O’Reilly’s Gov 2.0 conference in September will put an emphasis on bringing together leaders of industry, including finance, and government, in order to share lessons learned from working with data.
Below: O’Reilly and other industry leaders introduced yesterday the Code for America fellowship program, dedicated to leveraging data for civic good.
When Bad Things Happen
I asked Tim what this inevitable march away from anonymity means to monks in Burma or student protesters in Iran, whose safety and ability to use technology to effect social change depends on anonymity.
“I don’t really have a good answer to that,” he said.
“Flickr and Youtube killed people in those places. We have to acknowledge that. People have to be aware and we could build more technology for places where you do need to be anonymous. If you’re dealing with those kinds of dangerous situations, if you’re risking your life, then you act differently than a normal person. Ultimately it is hard to remain anonymous. There are pro-privacy projects, like Tor, and it’s worth putting in place as much as possible the infrastructure for anonymity before it’s needed.”
Across technology innovation and tech-facilitated social change, O’Reilly thinks there’s a big picture: the human condition is a social one and our technologies should help us build a response to oncoming crisis that’s based in that humanity.

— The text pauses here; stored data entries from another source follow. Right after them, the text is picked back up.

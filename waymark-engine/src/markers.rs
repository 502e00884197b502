//! Marker Store: the in-memory marker collection and its reconciliation
//! with the persistent backing store.
//!
//! Every mutation (create, remove, clear) ends in a wholesale snapshot write.
//! The collection is rebuilt from the snapshot on startup via
//! [`MarkerStore::rehydrate`], which also reconstructs the rendered view
//! handle of every stored marker.

use std::sync::Arc;

use tokio::sync::{mpsc, RwLock};
use tracing::{debug, warn};

use waymark_domain::{Coordinate, Marker};
use waymark_gateways::{MapViewPort, MarkerView, RemoveCallback};
use waymark_store::StateStore;

// =============================================================================
// Remove Requests
// =============================================================================

/// Removal request emitted by a marker's rendered affordance.
///
/// Carries the literal identity tuple the affordance was bound to at
/// creation time.
#[derive(Debug, Clone, PartialEq)]
pub struct RemoveRequest {
    /// Latitude bound at creation time
    pub lat: f64,
    /// Longitude bound at creation time
    pub lng: f64,
    /// Title bound at creation time
    pub title: String,
}

// =============================================================================
// Marker Store
// =============================================================================

/// A live marker: the persisted record plus its rendered view handle.
///
/// `view` is `None` when rendering failed; the marker is still persisted and
/// the inconsistency is corrected on the next rehydrate.
struct MarkerEntry {
    marker: Marker,
    view: Option<Box<dyn MarkerView>>,
}

/// Ordered marker collection with persistent reconciliation.
pub struct MarkerStore {
    entries: RwLock<Vec<MarkerEntry>>,
    state: StateStore,
    view: Arc<dyn MapViewPort>,
    remove_tx: mpsc::UnboundedSender<RemoveRequest>,
}

impl MarkerStore {
    /// Create an empty store.
    ///
    /// Returns the store together with the stream of removal requests its
    /// marker affordances will emit; the session services that stream.
    pub fn new(
        state: StateStore,
        view: Arc<dyn MapViewPort>,
    ) -> (Arc<Self>, mpsc::UnboundedReceiver<RemoveRequest>) {
        let (remove_tx, remove_rx) = mpsc::unbounded_channel();
        let store = Arc::new(Self {
            entries: RwLock::new(Vec::new()),
            state,
            view,
            remove_tx,
        });
        (store, remove_rx)
    }

    /// Create a marker, render it, append it, and persist the collection.
    ///
    /// A render failure is logged and swallowed: the marker is kept in memory
    /// without a view handle and still persisted.
    pub async fn create(&self, coord: Coordinate, title: &str) -> Marker {
        let marker = Marker::new(coord, title);
        let view = self.render(&marker);

        {
            let mut entries = self.entries.write().await;
            entries.push(MarkerEntry {
                marker: marker.clone(),
                view,
            });
        }

        self.persist().await;
        marker
    }

    /// Remove the first marker whose identity tuple matches exactly.
    ///
    /// A stale request (no matching marker) is a no-op, not an error.
    pub async fn remove_one(&self, lat: f64, lng: f64, title: &str) {
        let removed = {
            let mut entries = self.entries.write().await;
            match entries.iter().position(|e| e.marker.matches(lat, lng, title)) {
                Some(index) => {
                    let entry = entries.remove(index);
                    if let Some(view) = entry.view {
                        view.detach();
                    }
                    true
                }
                None => false,
            }
        };

        if removed {
            self.persist().await;
        } else {
            debug!(lat, lng, title, "No matching marker, ignoring stale removal");
        }
    }

    /// Detach every view handle, empty the collection, and persist.
    pub async fn clear_all(&self) {
        {
            let mut entries = self.entries.write().await;
            for entry in entries.drain(..) {
                if let Some(view) = entry.view {
                    view.detach();
                }
            }
        }

        self.persist().await;
    }

    /// Rebuild the collection from the persisted snapshot.
    ///
    /// This is the sole startup repopulation path and must run after the map
    /// surface is ready. An absent or malformed snapshot leaves the
    /// collection empty; it is never a fatal error.
    pub async fn rehydrate(&self) {
        let records = match self.state.load_markers().await {
            Ok(Some(records)) => records,
            Ok(None) => {
                debug!("No marker snapshot stored");
                return;
            }
            Err(e) if e.is_malformed() => {
                warn!(error = %e, "Malformed marker snapshot, starting empty");
                return;
            }
            Err(e) => {
                warn!(error = %e, "Could not load marker snapshot, starting empty");
                return;
            }
        };

        let mut rebuilt = Vec::with_capacity(records.len());
        for marker in records {
            let view = self.render(&marker);
            rebuilt.push(MarkerEntry { marker, view });
        }

        let count = rebuilt.len();
        *self.entries.write().await = rebuilt;
        debug!(count, "Rehydrated markers from snapshot");
    }

    /// Number of live markers.
    pub async fn len(&self) -> usize {
        self.entries.read().await.len()
    }

    /// Whether the collection is empty.
    pub async fn is_empty(&self) -> bool {
        self.entries.read().await.is_empty()
    }

    /// Snapshot of the marker records, in collection order.
    pub async fn markers(&self) -> Vec<Marker> {
        self.entries
            .read()
            .await
            .iter()
            .map(|e| e.marker.clone())
            .collect()
    }

    /// Whether the marker at `index` currently has a rendered view handle.
    pub async fn has_view(&self, index: usize) -> bool {
        self.entries
            .read()
            .await
            .get(index)
            .map(|e| e.view.is_some())
            .unwrap_or(false)
    }

    /// Write the collection wholesale, view handles stripped.
    ///
    /// Write failures are logged and non-fatal; in-memory state remains
    /// authoritative until the next successful write or restart.
    async fn persist(&self) {
        let snapshot = self.markers().await;
        if let Err(e) = self.state.save_markers(&snapshot).await {
            warn!(error = %e, "Could not save marker snapshot");
        }
    }

    /// Render a marker overlay with its removal affordance bound to the
    /// literal identity tuple.
    fn render(&self, marker: &Marker) -> Option<Box<dyn MarkerView>> {
        let on_remove: RemoveCallback = {
            let tx = self.remove_tx.clone();
            let request = RemoveRequest {
                lat: marker.lat,
                lng: marker.lng,
                title: marker.title.clone(),
            };
            Arc::new(move || {
                // The session may already be gone; a dropped receiver is fine
                let _ = tx.send(request.clone());
            })
        };

        match self
            .view
            .create_marker_view(marker.coordinate(), &marker.title, on_remove)
        {
            Ok(handle) => Some(handle),
            Err(e) => {
                warn!(
                    lat = marker.lat,
                    lng = marker.lng,
                    title = %marker.title,
                    error = %e,
                    "Could not render marker, keeping it without a view handle"
                );
                None
            }
        }
    }
}

// =============================================================================
// Tests
// =============================================================================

“In open source, the government space, and social media for good: we are building mechanisms for us to save ourselves, for us to work together, to remember what society is. Institutions are things we build to save ourselves. There is some bad shit coming down in our future: global warming, peak oil, wars, pandemics. It’s not always going to be happy-happy. All the stuff we’re building is going to be stuff that can help us be more adaptable, that will help us respond as a society. As Harlan Ellison wrote, ‘why else did we come all this way? To be alone?'”
“We do all of this to do it together, to be together, society is a coping mechanism. Everything we do that’s good is to make easy things easier and hard things possible. That was the original Perl slogan, to make easy things easier and hard things possible, and this was originally the Perl conference.

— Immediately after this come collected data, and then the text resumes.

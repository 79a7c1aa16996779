use crate::validation::FieldViolation;

#[derive(Debug, thiserror::Error)]
pub enum CoreError {
    /// `id` is kept as the raw text from the request so that identifiers
    /// which never parsed still report as absent.
    #[error("Entity not found: {entity} with id {id}")]
    NotFound { entity: &'static str, id: String },

    #[error("Validation failed: {} violation(s)", .0.len())]
    Validation(Vec<FieldViolation>),
}

impl CoreError {
    pub fn not_found(entity: &'static str, id: impl ToString) -> Self {
        Self::NotFound {
            entity,
            id: id.to_string(),
        }
    }
}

“We need to adopt that strategy in government. Right now we make easy things hard and hard things impossible.”
Privacy is Up For Debate
O’Reilly’s is certainly a compelling position on the relationship between privacy and innovation, but it’s not the only one. For general counterpoints, see our article Why Facebook is Wrong: Privacy is Still Important and danah boyd’s SXSW 2010 talk, Making Sense of Privacy and Publicity.
Traditionally, a higher price has been paid for lost privacy by society’s most marginalized people. Will that be the case here as well?
What do you think? Is privacy something that technologists ought to push against the boundaries of and try to change the consequences of, for the sake of innovation and the betterment of society? Or is it realistic to expect tech companies to prioritize the protection of personal control over information, even while building out innovative services, including those built on top of personal information?